Exercise input Start Marker

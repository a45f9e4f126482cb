use std::io::{self, Write};

use article::language_name;

/// Reads one line from stdin, `None` once stdin is closed.
pub fn input(prompt: &str) -> io::Result<Option<String>> {
    let mut line = String::new();
    print!("{prompt}");
    io::stdout().flush()?;
    if io::stdin().read_line(&mut line)? == 0 {
        return Ok(None);
    }
    Ok(Some(line))
}

/// Splits `Haus ru` into the word and an optional trailing language code.
/// Only codes with a known language name are split off.
pub fn split_word_and_language(line: &str) -> (&str, Option<&str>) {
    let line = line.trim();
    if let Some((word, language)) = line.rsplit_once(char::is_whitespace) {
        let language = language.trim();
        if is_language_code(language) {
            return (word.trim(), Some(language));
        }
    }
    (line, None)
}

fn is_language_code(candidate: &str) -> bool {
    let primary = candidate.split(['-', '_']).next().unwrap_or_default();
    !primary.is_empty() && language_name(primary) != primary
}
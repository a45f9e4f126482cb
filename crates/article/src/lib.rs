use std::sync::Arc;
use std::time::Duration;

use thiserror::Error;

mod article;
mod classify;
mod extract;
mod format;
mod gemini_api;
mod prompt;
mod request;

pub use article::{
    ArticleInfo, ArticleResponse, Case, CaseExample, ExampleInfo, ExamplesInfo, Number,
    TranslationsInfo,
};
pub use classify::classify;
pub use extract::{extract, ExtractionError, ModelPayload};
pub use format::{render, to_chat_html, to_chat_messages, Channel, NO_INFORMATION};
pub use gemini_api::{Candidate, GeminiClient, GenerateError, Generator, DEFAULT_MODEL, GEMINI_API_URL};
pub use prompt::{compile, PromptError};
pub use request::{language_name, primary_language, ArticleRequest, RequestError, DEFAULT_LANGUAGE};

pub const DEFAULT_TIMEOUT: Duration = Duration::from_secs(30);

/// Faults that stop the pipeline before it can produce an answer.
#[derive(Debug, Error)]
pub enum ArticleError {
    #[error(transparent)]
    Prompt(#[from] PromptError),
    #[error(transparent)]
    Generate(#[from] GenerateError),
    #[error("model did not answer within {0:?}")]
    Timeout(Duration),
}

/// Runs a word through prompt, model, extraction and classification.
#[derive(Clone)]
pub struct ArticleService {
    generator: Arc<dyn Generator>,
    timeout: Duration,
}

impl ArticleService {
    pub fn new(generator: Arc<dyn Generator>) -> Self {
        Self {
            generator,
            timeout: DEFAULT_TIMEOUT,
        }
    }

    pub fn with_timeout(mut self, timeout: Duration) -> Self {
        self.timeout = timeout;
        self
    }

    /// Validates raw input first; an empty word is answered without calling the model.
    pub async fn determine_word(
        &self,
        word: &str,
        language: &str,
    ) -> Result<ArticleResponse, ArticleError> {
        match ArticleRequest::new(word, language) {
            Ok(request) => self.determine(&request).await,
            Err(error) => {
                tracing::warn!(word, language, %error, "invalid article request");
                Ok(ArticleResponse::failure(error.to_string()))
            }
        }
    }

    pub async fn determine(&self, request: &ArticleRequest) -> Result<ArticleResponse, ArticleError> {
        let word = request.word();
        let language = request.language();
        tracing::info!(word, language, "processing article request");

        let prompt = compile(request)?;
        let candidates = match tokio::time::timeout(self.timeout, self.generator.generate(&prompt)).await {
            Ok(Ok(candidates)) => candidates,
            Ok(Err(error)) => {
                tracing::error!(word, language, %error, "failed to generate content");
                return Err(error.into());
            }
            Err(_) => {
                tracing::error!(word, language, timeout = ?self.timeout, "model call timed out");
                return Err(ArticleError::Timeout(self.timeout));
            }
        };

        let response = match extract(&candidates) {
            Ok(payload) => classify(payload),
            Err(error) => {
                tracing::error!(word, language, %error, "failed to extract article info");
                return Ok(ArticleResponse::failure(error.user_message()));
            }
        };
        match &response {
            ArticleResponse::Success { data } => {
                tracing::info!(word, language, interpretations = data.len(), "article request completed")
            }
            ArticleResponse::Failure { message } => {
                tracing::info!(word, language, message = %message, "model rejected the word")
            }
        }
        Ok(response)
    }
}
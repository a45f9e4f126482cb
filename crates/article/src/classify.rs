use crate::article::ArticleResponse;
use crate::extract::ModelPayload;

/// Turns a parsed model reply into the response handed to the channels.
pub fn classify(payload: ModelPayload) -> ArticleResponse {
    if payload.error {
        ArticleResponse::failure(payload.error_message)
    } else {
        ArticleResponse::success(payload.data)
    }
}
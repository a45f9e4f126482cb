// https://ai.google.dev/api/generate-content - REST `models.generateContent`

use async_trait::async_trait;
use serde::{Deserialize, Serialize};
use thiserror::Error;

pub const GEMINI_API_URL: &str = "https://generativelanguage.googleapis.com";
pub const DEFAULT_MODEL: &str = "gemini-2.0-flash";

/// One alternative completion returned for a prompt.
#[derive(Debug, Clone, PartialEq, Eq)]
pub enum Candidate {
    Text { parts: Vec<String> },
    /// Returned without content, usually blocked by a safety filter.
    ContentFiltered,
}

impl Candidate {
    pub fn text(text: impl Into<String>) -> Self {
        Candidate::Text {
            parts: vec![text.into()],
        }
    }
}

#[derive(Debug, Error)]
pub enum GenerateError {
    #[error("failed to reach the model: {0}")]
    Fetch(reqwest::Error),
    #[error("failed to decode the model reply: {0}")]
    Deserialize(reqwest::Error),
    #[error("model returned {status}: {body}")]
    Status { status: u16, body: String },
}

/// A text-generation backend.
#[async_trait]
pub trait Generator: Send + Sync {
    async fn generate(&self, prompt: &str) -> Result<Vec<Candidate>, GenerateError>;
}

pub struct GeminiClient {
    client: reqwest::Client,
    api_base: String,
    api_key: String,
    model: String,
}

impl GeminiClient {
    pub fn new(api_key: impl Into<String>) -> Self {
        Self {
            client: reqwest::Client::new(),
            api_base: GEMINI_API_URL.to_string(),
            api_key: api_key.into(),
            model: DEFAULT_MODEL.to_string(),
        }
    }

    pub fn with_model(mut self, model: impl Into<String>) -> Self {
        self.model = model.into();
        self
    }

    pub fn with_api_base(mut self, api_base: impl Into<String>) -> Self {
        self.api_base = api_base.into().trim_end_matches('/').to_string();
        self
    }

    pub fn model(&self) -> &str {
        &self.model
    }

    fn endpoint(&self) -> String {
        format!("{}/v1beta/models/{}:generateContent", self.api_base, self.model)
    }
}

#[async_trait]
impl Generator for GeminiClient {
    async fn generate(&self, prompt: &str) -> Result<Vec<Candidate>, GenerateError> {
        let body = GenerateContentRequest {
            contents: vec![Content {
                role: Some("user".to_string()),
                parts: vec![Part {
                    text: Some(prompt.to_string()),
                }],
            }],
        };
        let res = self
            .client
            .post(self.endpoint())
            .query(&[("key", &self.api_key)])
            .json(&body)
            .send()
            .await
            .map_err(GenerateError::Fetch)?;
        let status = res.status();
        if !status.is_success() {
            let body = res.text().await.unwrap_or_default();
            return Err(GenerateError::Status {
                status: status.as_u16(),
                body,
            });
        }
        let reply = res
            .json::<GenerateContentResponse>()
            .await
            .map_err(GenerateError::Deserialize)?;
        Ok(reply.candidates.into_iter().map(Candidate::from).collect())
    }
}

#[derive(Debug, Serialize)]
struct GenerateContentRequest {
    contents: Vec<Content>,
}

#[derive(Debug, Serialize, Deserialize)]
struct Content {
    #[serde(default, skip_serializing_if = "Option::is_none")]
    role: Option<String>,
    #[serde(default)]
    parts: Vec<Part>,
}

#[derive(Debug, Serialize, Deserialize)]
struct Part {
    #[serde(default, skip_serializing_if = "Option::is_none")]
    text: Option<String>,
}

#[derive(Debug, Deserialize)]
struct GenerateContentResponse {
    #[serde(default)]
    candidates: Vec<ResponseCandidate>,
}

#[derive(Debug, Deserialize)]
struct ResponseCandidate {
    #[serde(default)]
    content: Option<Content>,
}

impl From<ResponseCandidate> for Candidate {
    fn from(candidate: ResponseCandidate) -> Self {
        let parts: Vec<String> = candidate
            .content
            .map(|content| content.parts)
            .unwrap_or_default()
            .into_iter()
            .filter_map(|part| part.text)
            .collect();
        if parts.is_empty() {
            Candidate::ContentFiltered
        } else {
            Candidate::Text { parts }
        }
    }
}
use std::sync::Arc;
use std::time::Duration;

use anyhow::Context;
use article::{render, ArticleResponse, ArticleService, Channel};
use axum::body::Bytes;
use axum::extract::{Query, State};
use axum::http::header::{ACCEPT_LANGUAGE, AUTHORIZATION, CONTENT_TYPE};
use axum::http::{HeaderMap, Method, StatusCode};
use axum::response::{IntoResponse, Response};
use axum::routing::get;
use axum::{Json, Router};
use serde::Deserialize;
use tower_http::cors::{Any, CorsLayer};

use crate::telegram::{TelegramBot, Update};

pub struct AppState {
    pub service: ArticleService,
    /// Present when a Telegram token is configured; receives webhook updates on `POST /`.
    pub bot: Option<TelegramBot>,
}

#[derive(Debug, Default, Deserialize)]
struct WordParams {
    #[serde(default)]
    word: String,
}

pub fn build_app(state: Arc<AppState>) -> Router {
    Router::new()
        .route(
            "/",
            get(get_article)
                .post(post_root)
                .options(preflight)
                .fallback(method_not_allowed),
        )
        .route(
            "/article",
            get(get_article)
                .post(post_article)
                .options(preflight)
                .fallback(method_not_allowed),
        )
        .route("/health", get(health))
        .fallback(not_found)
        .layer(cors_layer())
        .with_state(state)
}

pub async fn serve(
    bind: &str,
    service: ArticleService,
    telegram_token: Option<String>,
) -> anyhow::Result<()> {
    let bot = telegram_token.map(|token| TelegramBot::new(token, service.clone()));
    if bot.is_none() {
        tracing::info!("no Telegram token configured, webhook updates are disabled");
    }
    let app = build_app(Arc::new(AppState { service, bot }));

    let listener = tokio::net::TcpListener::bind(bind)
        .await
        .with_context(|| format!("failed to bind to {bind}"))?;
    tracing::info!("listening on {bind}");
    axum::serve(listener, app).await?;
    Ok(())
}

fn cors_layer() -> CorsLayer {
    CorsLayer::new()
        .allow_origin(Any)
        .allow_methods([Method::GET, Method::POST, Method::OPTIONS])
        .allow_headers([CONTENT_TYPE, ACCEPT_LANGUAGE, AUTHORIZATION])
        .max_age(Duration::from_secs(86400))
}

async fn health() -> Json<serde_json::Value> {
    Json(serde_json::json!({ "status": "healthy" }))
}

async fn preflight() -> StatusCode {
    StatusCode::OK
}

async fn not_found() -> (StatusCode, &'static str) {
    (StatusCode::NOT_FOUND, "Not found")
}

async fn method_not_allowed() -> Response {
    error_response(StatusCode::METHOD_NOT_ALLOWED, "Method not allowed")
}

async fn get_article(
    State(state): State<Arc<AppState>>,
    headers: HeaderMap,
    Query(params): Query<WordParams>,
) -> Response {
    lookup(&state, &params.word, &headers).await
}

async fn post_article(
    State(state): State<Arc<AppState>>,
    headers: HeaderMap,
    body: Bytes,
) -> Response {
    match serde_json::from_slice::<WordParams>(&body) {
        Ok(params) => lookup(&state, &params.word, &headers).await,
        Err(error) => {
            tracing::error!(%error, "failed to decode JSON body");
            error_response(StatusCode::BAD_REQUEST, "Invalid JSON format")
        }
    }
}

/// `POST /` carries both API requests and Telegram webhook updates.
async fn post_root(State(state): State<Arc<AppState>>, headers: HeaderMap, body: Bytes) -> Response {
    if let Some(bot) = &state.bot {
        if let Ok(update) = serde_json::from_slice::<Update>(&body) {
            if update.update_id > 0 {
                if let Err(error) = bot.handle_update(update).await {
                    tracing::error!(%error, "failed to handle Telegram update");
                }
                return StatusCode::OK.into_response();
            }
        }
    }
    post_article(State(state), headers, body).await
}

async fn lookup(state: &AppState, word: &str, headers: &HeaderMap) -> Response {
    if word.trim().is_empty() {
        return error_response(StatusCode::BAD_REQUEST, "Word parameter is required");
    }
    let language = headers
        .get(ACCEPT_LANGUAGE)
        .and_then(|value| value.to_str().ok())
        .unwrap_or_default();

    match state.service.determine_word(word, language).await {
        Ok(response) => json_response(StatusCode::OK, &response),
        Err(error) => {
            tracing::error!(word, %error, "article lookup failed");
            error_response(StatusCode::INTERNAL_SERVER_ERROR, "Internal server error")
        }
    }
}

fn error_response(status: StatusCode, message: &str) -> Response {
    json_response(status, &ArticleResponse::failure(message))
}

fn json_response(status: StatusCode, response: &ArticleResponse) -> Response {
    match render(response, Channel::Api) {
        Ok(body) => (status, [(CONTENT_TYPE, "application/json")], body).into_response(),
        Err(error) => {
            tracing::error!(%error, "failed to serialize response");
            StatusCode::INTERNAL_SERVER_ERROR.into_response()
        }
    }
}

Exercise input End Marker

[Aim of the exercise]
Where a line of the data holds "ArticleRequest", show that line.

[Output for this exercise]
pub use request::{language_name, primary_language, ArticleRequest, RequestError, DEFAULT_LANGUAGE};
        match ArticleRequest::new(word, language) {
    pub async fn determine(&self, request: &ArticleRequest) -> Result<ArticleResponse, ArticleError> {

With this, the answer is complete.